Gunnar Fox – Author of University Success Plan send me this article, explaining why students in college find it difficult to view parents advice clearly, objectively and without emotions.
It is sometimes difficult to view the parents advise clearly and objectively, without emotion…
Here is why:
Our inherent respect for our parents may make even their ill-considered or rash advice seem wise and important.
We are hardwired to respect our parents. Generally speaking, it is good for all in society for the youth to respect their elders.
When we disagree or rebel against our parents there is always the nagging suspicion that they are ultimately right because they know us best.
We have seen that they are right too many times in our youth. So when they stop being right, and when our wisdom comes to exceed theirs in some areas of endeavor, it can be confusing, or depressing, or exhilirating.
Often our parents’ advice may be based on their goals for us, not on our own goals.

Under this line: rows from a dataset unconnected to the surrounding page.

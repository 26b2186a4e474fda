//! Bot API implementation of [`RelayTransport`].
//!
//! Text sends and edits always go out with link previews disabled. Media are
//! re-sent by file id, so no bytes are downloaded or uploaded.

use async_trait::async_trait;
use fuser_core::types::{ChatRef, MediaKind, MediaPayload, MessageRef, SentMessage};
use fuser_core::{RelayTransport, TransportError};
use teloxide::prelude::*;
use teloxide::types::{ChatId, FileId, InputFile, LinkPreviewOptions, MessageId};
use teloxide::{ApiError, RequestError};
use tracing::debug;

/// Outbound relay calls against the Telegram Bot API.
#[derive(Clone)]
pub struct TelegramOutbound {
    bot: Bot,
}

impl TelegramOutbound {
    /// Create a transport using `bot` for all calls.
    #[must_use]
    pub const fn new(bot: Bot) -> Self {
        Self { bot }
    }
}

const fn no_link_preview() -> LinkPreviewOptions {
    LinkPreviewOptions {
        is_disabled: true,
        url: None,
        prefer_small_media: false,
        prefer_large_media: false,
        show_above_text: false,
    }
}

fn transport_error(e: RequestError) -> TransportError {
    match e {
        RequestError::Api(api) => TransportError::Rejected(api.to_string()),
        other => TransportError::Request(other.to_string()),
    }
}

/// Editing to identical content is rejected by Telegram; the copy is already
/// up to date, so it counts as success.
fn edit_result<T>(result: Result<T, RequestError>) -> Result<(), TransportError> {
    match result {
        Ok(_) => Ok(()),
        Err(RequestError::Api(ApiError::MessageNotModified)) => {
            debug!("Edit skipped: message is not modified");
            Ok(())
        }
        Err(e) => Err(transport_error(e)),
    }
}

fn sent(msg: &Message) -> SentMessage {
    SentMessage {
        chat: ChatRef(msg.chat.id.0),
        message: MessageRef(msg.id.0),
    }
}

#[async_trait]
impl RelayTransport for TelegramOutbound {
    async fn send_message(
        &self,
        chat: ChatRef,
        text: &str,
    ) -> Result<SentMessage, TransportError> {
        self.bot
            .send_message(ChatId(chat.0), text)
            .link_preview_options(no_link_preview())
            .await
            .map(|msg| sent(&msg))
            .map_err(transport_error)
    }

    async fn send_media(
        &self,
        chat: ChatRef,
        media: &MediaPayload,
        caption: &str,
    ) -> Result<SentMessage, TransportError> {
        let chat_id = ChatId(chat.0);
        let file = InputFile::file_id(FileId(media.file_id.clone()));

        let result = match media.kind {
            MediaKind::Photo => self.bot.send_photo(chat_id, file).caption(caption).await,
            MediaKind::Video => self.bot.send_video(chat_id, file).caption(caption).await,
            MediaKind::Document => self.bot.send_document(chat_id, file).caption(caption).await,
            MediaKind::Audio => self.bot.send_audio(chat_id, file).caption(caption).await,
            MediaKind::Animation => {
                self.bot
                    .send_animation(chat_id, file)
                    .caption(caption)
                    .await
            }
            MediaKind::Voice => self.bot.send_voice(chat_id, file).caption(caption).await,
            // Neither accepts a caption.
            MediaKind::Sticker => self.bot.send_sticker(chat_id, file).await,
            MediaKind::VideoNote => self.bot.send_video_note(chat_id, file).await,
        };

        result.map(|msg| sent(&msg)).map_err(transport_error)
    }

    async fn edit_message(
        &self,
        chat: ChatRef,
        message: MessageRef,
        text: &str,
    ) -> Result<(), TransportError> {
        edit_result(
            self.bot
                .edit_message_text(ChatId(chat.0), MessageId(message.0), text)
                .link_preview_options(no_link_preview())
                .await,
        )
    }

    async fn edit_caption(
        &self,
        chat: ChatRef,
        message: MessageRef,
        caption: &str,
    ) -> Result<(), TransportError> {
        edit_result(
            self.bot
                .edit_message_caption(ChatId(chat.0), MessageId(message.0))
                .caption(caption)
                .await,
        )
    }
}
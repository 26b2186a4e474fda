#![allow(clippy::non_std_lazy_statics)]

use dotenvy::dotenv;
use fuser_core::config::RelaySettings;
use fuser_transport_telegram::config::{BotSettings, TelegramSettings};
use fuser_transport_telegram::runner::run_relay;
use lazy_regex::lazy_regex;
use std::io::{self, Write};
use std::sync::Arc;
use tracing::{error, info};
use tracing_subscriber::{prelude::*, EnvFilter};

const TOKEN_MASK: &str = "[TELEGRAM_TOKEN]";

// Bot API request URLs embed the token as `/bot<token>/method`
static RE_TOKEN_IN_URL: lazy_regex::Lazy<regex::Regex> =
    lazy_regex!(r"(/bot)[0-9]{5,12}:[A-Za-z0-9_-]{20,}");
static RE_TOKEN: lazy_regex::Lazy<regex::Regex> =
    lazy_regex!(r"\b[0-9]{5,12}:[A-Za-z0-9_-]{30,}");

/// Mask every bot token in `line`.
fn redact(line: &str) -> String {
    let masked = RE_TOKEN_IN_URL.replace_all(line, format!("${{1}}{TOKEN_MASK}"));
    RE_TOKEN.replace_all(&masked, TOKEN_MASK).into_owned()
}

/// Log sink that masks bot tokens before they reach `W`.
struct RedactingWriter<W: Write>(W);

impl<W: Write> Write for RedactingWriter<W> {
    fn write(&mut self, buf: &[u8]) -> io::Result<usize> {
        let line = redact(&String::from_utf8_lossy(buf));
        self.0.write_all(line.as_bytes())?;
        Ok(buf.len())
    }

    fn flush(&mut self) -> io::Result<()> {
        self.0.flush()
    }
}

#[tokio::main]
async fn main() {
    dotenv().ok();
    init_logging();

    info!("Starting Fuser relay bot...");

    let settings = init_settings();

    if let Err(e) = run_relay(settings).await {
        error!("Relay stopped: {e:#}");
        std::process::exit(1);
    }

    info!("Relay stopped.");
}

fn init_logging() {
    let debug_mode = std::env::var("DEBUG_MODE").is_ok_and(|v| v == "true" || v == "1");
    let default_directives = if debug_mode {
        "debug"
    } else {
        "fuser_core=info,fuser_transport_telegram=info,fuser_telegram_bot=info,teloxide=warn,hyper=warn,h2=error,reqwest=warn,tokio=warn"
    };
    let filter =
        EnvFilter::try_from_default_env().unwrap_or_else(|_| EnvFilter::new(default_directives));

    tracing_subscriber::registry()
        .with(filter)
        .with(tracing_subscriber::fmt::layer().with_writer(|| RedactingWriter(io::stderr())))
        .init();
}

fn init_settings() -> Arc<BotSettings> {
    let relay_settings = match RelaySettings::new() {
        Ok(settings) => settings,
        Err(e) => {
            error!("Failed to load relay configuration: {}", e);
            std::process::exit(1);
        }
    };
    let telegram_settings = match TelegramSettings::new() {
        Ok(settings) => settings,
        Err(e) => {
            error!("Failed to load telegram configuration: {}", e);
            std::process::exit(1);
        }
    };

    info!("Configuration loaded successfully.");
    Arc::new(BotSettings::new(relay_settings, telegram_settings))
}

#[cfg(test)]
mod tests {
    use super::redact;

    const TOKEN: &str = "123456789:AAHdqTcvCH1vGWJxfSeofSAs0K5PALDsawq";

    #[test]
    fn test_redacts_token_in_request_url() {
        let line = format!("POST https://api.telegram.org/bot{TOKEN}/sendMessage failed");
        assert_eq!(
            redact(&line),
            "POST https://api.telegram.org/bot[TELEGRAM_TOKEN]/sendMessage failed"
        );
    }

    #[test]
    fn test_redacts_bare_token() {
        assert_eq!(redact(&format!("token={TOKEN}")), "token=[TELEGRAM_TOKEN]");
    }

    #[test]
    fn test_leaves_ids_alone() {
        let line = "Relayed message source=-1001/5 destination=-2002";
        assert_eq!(redact(line), line);
    }
}
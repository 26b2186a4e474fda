//! Text normalization for relayed content.
//!
//! The emphasis pattern is compiled through `lazy-regex`, so it is validated
//! at build time and initialized on first use.

// lazy_regex! relies on once_cell internally
#![allow(clippy::non_std_lazy_statics)]

use crate::types::QuotedMessage;
use lazy_regex::lazy_regex;

/// Runs of emphasis markers left over from markdown formatting.
static RE_EMPHASIS: lazy_regex::Lazy<regex::Regex> = lazy_regex!(r"\*+");

/// Sender label used when the replied-to message has no known sender.
pub const UNKNOWN_SENDER: &str = "Unknown";

/// Remove every run of `*` and trim surrounding whitespace.
///
/// Idempotent: applying it twice yields the same text as applying it once.
///
/// # Examples
///
/// ```
/// use fuser_core::formatting::strip_emphasis_markers;
/// assert_eq!(strip_emphasis_markers("  **Hi** *there* "), "Hi there");
/// ```
#[must_use]
pub fn strip_emphasis_markers(text: &str) -> String {
    RE_EMPHASIS.replace_all(text, "").trim().to_string()
}

/// Whether there is nothing worth sending in `text`.
#[must_use]
pub fn is_blank(text: &str) -> bool {
    text.trim().is_empty()
}

/// Context line describing the message being replied to.
#[must_use]
pub fn reply_annotation(quoted: &QuotedMessage) -> String {
    let sender = quoted.sender.as_deref().unwrap_or(UNKNOWN_SENDER);
    format!("Replying to {sender}: {}", quoted.text)
}

/// Build the outbound text: the normalized body, preceded by the reply
/// annotation and a blank line when the original could be resolved.
#[must_use]
pub fn compose_relay_text(body: &str, reply: Option<&QuotedMessage>) -> String {
    let body = strip_emphasis_markers(body);
    match reply {
        Some(quoted) => format!("{}\n\n{body}", reply_annotation(quoted)),
        None => body,
    }
}
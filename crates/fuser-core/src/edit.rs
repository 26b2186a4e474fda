//! Edit propagation
//!
//! Re-applies edits of source messages to their forwarded copies. A single
//! edit call is made per event; failures are logged and the registry entry
//! is left untouched so the next edit targets the same copy.

use crate::formatting::is_blank;
use crate::registry::ForwardRegistry;
use crate::transport::{EditedMessageHandler, RelayTransport};
use crate::types::{EditedMessage, RelayedKind};
use async_trait::async_trait;
use chrono::Utc;
use std::sync::Arc;
use tracing::{debug, error, info};

/// Result of handling one edit event.
#[derive(Debug, Clone, Copy, PartialEq, Eq)]
pub enum EditOutcome {
    /// No forwarded copy is known for the source message
    Unknown,
    /// The forwarded copy was updated
    Edited,
    /// The forwarded copy has no editable text or caption
    Skipped,
    /// The edit call failed
    Failed,
}

/// Propagates source edits to the recorded forwarded copy.
pub struct EditPropagator<T: RelayTransport + ?Sized> {
    transport: Arc<T>,
    registry: Arc<ForwardRegistry>,
    placeholder_caption: String,
}

impl<T: RelayTransport + ?Sized> EditPropagator<T> {
    /// Create a propagator sharing `registry` with the relay engine.
    pub fn new(
        transport: Arc<T>,
        registry: Arc<ForwardRegistry>,
        placeholder_caption: impl Into<String>,
    ) -> Self {
        Self {
            transport,
            registry,
            placeholder_caption: placeholder_caption.into(),
        }
    }

    /// Apply `edit` to the forwarded copy of its source message, if any.
    pub async fn propagate(&self, edit: EditedMessage) -> EditOutcome {
        let Some(record) = self.registry.get(&edit.source).await else {
            debug!(source = %edit.source, "No forwarded copy for edited message");
            return EditOutcome::Unknown;
        };

        let result = match record.kind {
            RelayedKind::Uncaptioned => {
                debug!(source = %edit.source, "Forwarded copy has no caption to edit");
                return EditOutcome::Skipped;
            }
            RelayedKind::Text => {
                self.transport
                    .edit_message(record.destination_chat, record.destination_message, &edit.text)
                    .await
            }
            RelayedKind::Media => {
                let caption = if is_blank(&edit.text) {
                    self.placeholder_caption.as_str()
                } else {
                    edit.text.as_str()
                };
                self.transport
                    .edit_caption(record.destination_chat, record.destination_message, caption)
                    .await
            }
        };

        match result {
            Ok(()) => {
                // A concurrent relay may have recorded a newer copy meanwhile
                let refreshed = self
                    .registry
                    .touch(
                        &edit.source,
                        record.destination_chat,
                        record.destination_message,
                        Utc::now(),
                    )
                    .await;
                if !refreshed {
                    debug!(source = %edit.source, "Relay record changed during edit");
                }
                info!(
                    source = %edit.source,
                    destination = %record.destination_chat,
                    "Propagated edit"
                );
                EditOutcome::Edited
            }
            Err(e) => {
                error!(
                    source = %edit.source,
                    destination = %record.destination_chat,
                    error = %e,
                    "Failed to edit message in {}",
                    record.destination_chat
                );
                EditOutcome::Failed
            }
        }
    }
}

#[async_trait]
impl<T: RelayTransport + ?Sized> EditedMessageHandler for EditPropagator<T> {
    async fn on_edited_message(&self, message: EditedMessage) {
        self.propagate(message).await;
    }
}

#[cfg(test)]
mod tests {
    use super::*;
    use crate::transport::{MockRelayTransport, TransportError};
    use crate::types::{ChatRef, MessageRef, RelayRecord, SourceMessageId};
    use chrono::Duration;

    fn edit(chat: i64, message: i32, text: &str) -> EditedMessage {
        EditedMessage {
            source: SourceMessageId::new(chat, message),
            text: text.to_string(),
        }
    }

    async fn registry_with(kind: RelayedKind) -> Arc<ForwardRegistry> {
        let registry = Arc::new(ForwardRegistry::new());
        registry
            .put(
                SourceMessageId::new(100, 42),
                RelayRecord {
                    destination_message: MessageRef(99),
                    destination_chat: ChatRef(200),
                    kind,
                    updated_at: Utc::now() - Duration::hours(1),
                },
            )
            .await;
        registry
    }

    #[tokio::test]
    async fn edits_recorded_copy_once_and_refreshes_timestamp() {
        let mut mock = MockRelayTransport::new();
        mock.expect_edit_message()
            .withf(|chat, message, text| {
                *chat == ChatRef(200) && *message == MessageRef(99) && text == "new text"
            })
            .times(1)
            .returning(|_, _, _| Ok(()));
        mock.expect_edit_caption().never();

        let registry = registry_with(RelayedKind::Text).await;
        let before = registry
            .get(&SourceMessageId::new(100, 42))
            .await
            .expect("record present")
            .updated_at;

        let propagator = EditPropagator::new(Arc::new(mock), registry.clone(), "Media attached.");
        let outcome = propagator.propagate(edit(100, 42, "new text")).await;

        assert_eq!(outcome, EditOutcome::Edited);
        let after = registry
            .get(&SourceMessageId::new(100, 42))
            .await
            .expect("record present");
        assert!(after.updated_at > before);
        assert_eq!(after.destination_message, MessageRef(99));
    }

    #[tokio::test]
    async fn unknown_message_makes_no_calls() {
        let mut mock = MockRelayTransport::new();
        mock.expect_edit_message().never();
        mock.expect_edit_caption().never();

        let registry = registry_with(RelayedKind::Text).await;
        let propagator = EditPropagator::new(Arc::new(mock), registry, "Media attached.");

        assert_eq!(
            propagator.propagate(edit(100, 43, "x")).await,
            EditOutcome::Unknown
        );
        // Same message id in another chat is a different source message
        assert_eq!(
            propagator.propagate(edit(101, 42, "x")).await,
            EditOutcome::Unknown
        );
    }

    #[tokio::test]
    async fn failed_edit_keeps_record() {
        let mut mock = MockRelayTransport::new();
        mock.expect_edit_message()
            .times(1)
            .returning(|_, _, _| Err(TransportError::Request("timeout".to_string())));

        let registry = registry_with(RelayedKind::Text).await;
        let before = registry
            .get(&SourceMessageId::new(100, 42))
            .await
            .expect("record present");

        let propagator = EditPropagator::new(Arc::new(mock), registry.clone(), "Media attached.");
        assert_eq!(
            propagator.propagate(edit(100, 42, "v2")).await,
            EditOutcome::Failed
        );

        let after = registry
            .get(&SourceMessageId::new(100, 42))
            .await
            .expect("record present");
        assert_eq!(after, before);
    }

    #[tokio::test]
    async fn uncaptioned_copy_is_not_edited() {
        let mut mock = MockRelayTransport::new();
        mock.expect_edit_message().never();
        mock.expect_edit_caption().never();

        let registry = registry_with(RelayedKind::Uncaptioned).await;
        let propagator = EditPropagator::new(Arc::new(mock), registry, "Media attached.");

        assert_eq!(
            propagator.propagate(edit(100, 42, "text")).await,
            EditOutcome::Skipped
        );
    }

    #[tokio::test]
    async fn media_copy_edits_caption() {
        let mut mock = MockRelayTransport::new();
        mock.expect_edit_message().never();
        mock.expect_edit_caption()
            .withf(|_, _, caption| caption == "Media attached.")
            .times(1)
            .returning(|_, _, _| Ok(()));

        let registry = registry_with(RelayedKind::Media).await;
        let propagator = EditPropagator::new(Arc::new(mock), registry, "Media attached.");

        assert_eq!(
            propagator.propagate(edit(100, 42, "  ")).await,
            EditOutcome::Edited
        );
    }
}
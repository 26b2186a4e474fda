#![deny(missing_docs)]
//! Telegram transport adapter for the Fuser relay.

/// Telegram-specific update conversion, outbound calls and dispatch.
pub mod bot;
/// Telegram transport configuration.
pub mod config;
/// Telegram runtime entrypoint.
pub mod runner;
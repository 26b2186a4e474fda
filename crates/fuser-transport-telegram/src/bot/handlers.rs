//! Dispatch tree for relay updates.
//!
//! New messages and channel posts go to the [`NewMessageHandler`], edits of
//! either go to the [`EditedMessageHandler`]. Endpoints never fail: the
//! handlers log their own errors.

use crate::bot::inbound::{edited_message, inbound_message, is_relayable};
use fuser_core::{EditedMessageHandler, NewMessageHandler};
use std::sync::Arc;
use teloxide::dispatching::UpdateHandler;
use teloxide::prelude::*;
use tracing::debug;

/// Build the update handler.
///
/// Expects `Arc<dyn NewMessageHandler>` and `Arc<dyn EditedMessageHandler>`
/// in the dispatcher dependencies.
#[must_use]
pub fn setup_handler() -> UpdateHandler<teloxide::RequestError> {
    dptree::entry()
        .branch(
            Update::filter_message()
                .filter(|msg: Message| is_relayable(&msg))
                .endpoint(handle_new_message),
        )
        .branch(
            Update::filter_channel_post()
                .filter(|msg: Message| is_relayable(&msg))
                .endpoint(handle_new_message),
        )
        .branch(Update::filter_edited_message().endpoint(handle_edited_message))
        .branch(Update::filter_edited_channel_post().endpoint(handle_edited_message))
}

async fn handle_new_message(
    msg: Message,
    handler: Arc<dyn NewMessageHandler>,
) -> Result<(), teloxide::RequestError> {
    debug!(chat_id = msg.chat.id.0, message_id = msg.id.0, "New message");
    handler.on_new_message(inbound_message(&msg)).await;
    respond(())
}

async fn handle_edited_message(
    msg: Message,
    handler: Arc<dyn EditedMessageHandler>,
) -> Result<(), teloxide::RequestError> {
    debug!(chat_id = msg.chat.id.0, message_id = msg.id.0, "Edited message");
    handler.on_edited_message(edited_message(&msg)).await;
    respond(())
}
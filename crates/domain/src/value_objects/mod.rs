//! Value objects: pure, side-effect-free types and rules.

pub mod dice;
pub mod grid;
pub mod overlay;

pub use dice::{DiceFormula, DiceParseError, DiceRollResult, KeepRule};
pub use grid::{
    collides, footprint_squares, is_inside_grid, movement_cost, to_coords, to_id, GridError,
    ParseSquareIdError, SquareId, TokenSize,
};
pub use overlay::{
    Aura, Measurement, MeasurementKind, PersistentMeasurement, Point, ShapeGeometry,
};
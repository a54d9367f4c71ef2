// Port traits carry the full contract - not every method has a caller yet
#![allow(dead_code)]

//! Port traits for infrastructure boundaries.
//!
//! These are the only abstractions in the engine. Everything else is concrete
//! types. Ports exist for:
//! - Document storage (could swap the in-memory store for a database)
//! - Overlay storage lives in `infrastructure::overlay` (memory vs sqlite)
//! - Credential verification (dev registry vs real identity provider)
//! - Clock/Random (for testing)

mod auth;
mod error;
mod repos;
mod testing;

// =============================================================================
// Repository Ports
// =============================================================================
pub use repos::{CharacterRepo, SceneRepo, TableRepo, TokenRepo};

#[cfg(test)]
pub use repos::{MockCharacterRepo, MockSceneRepo, MockTableRepo, MockTokenRepo};

// =============================================================================
// Credential Port
// =============================================================================
pub use auth::AuthPort;

#[cfg(test)]
pub use auth::MockAuthPort;

// =============================================================================
// Testability Ports
// =============================================================================
pub use testing::{ClockPort, RandomPort};

#[cfg(test)]
pub use testing::MockClockPort;

// =============================================================================
// Errors
// =============================================================================
pub use error::{AuthError, RepoError};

Imposing your own goals on an unreceptive person will result in some kind of failure. They may in some cases achieve the goal but they are unlikely to experience self-fulfillment.
Some parents are unskilled in the art of giving appropriate feedback.
Humans are imperfect. Parents are human.
Parents may have unresolved ego needs that they are seeking to sort out through their children.
This may cause them to heap grossly exaggerated praise upon you because they cannot see you as you are: a person with flaws. Or they may lash you with equally extreme, vicious criticism, because they are unhappy with themselves — and see you as an extension of themselves who must also be criticized harshly.
To make matters worse, sometimes one parent may exalt your drawing as a brilliant Picasso… while the other one will tell you it’s hideous rubbish.
A good parent knows your talents probably lie somewhere in between. If you have parents who love and accept you for being exactly who you are, you are fortunate, indeed.
As we become older, we can “choose” new members of our family.
We can seek new sources of information. New mentors. New coaches. And new people with whom to share our lives.
You can never replace a parent. But we all must seek objective sources of guidance beyond our families and beyond our doorsteps.
If you are a student, I would like to know if you listen to your parents advise without getting emotional and thinking from their view point?
If you are a parent, do you know what your kid’s interests are? Before making career decisions for them, did you have an open discussion about their interests and future plans?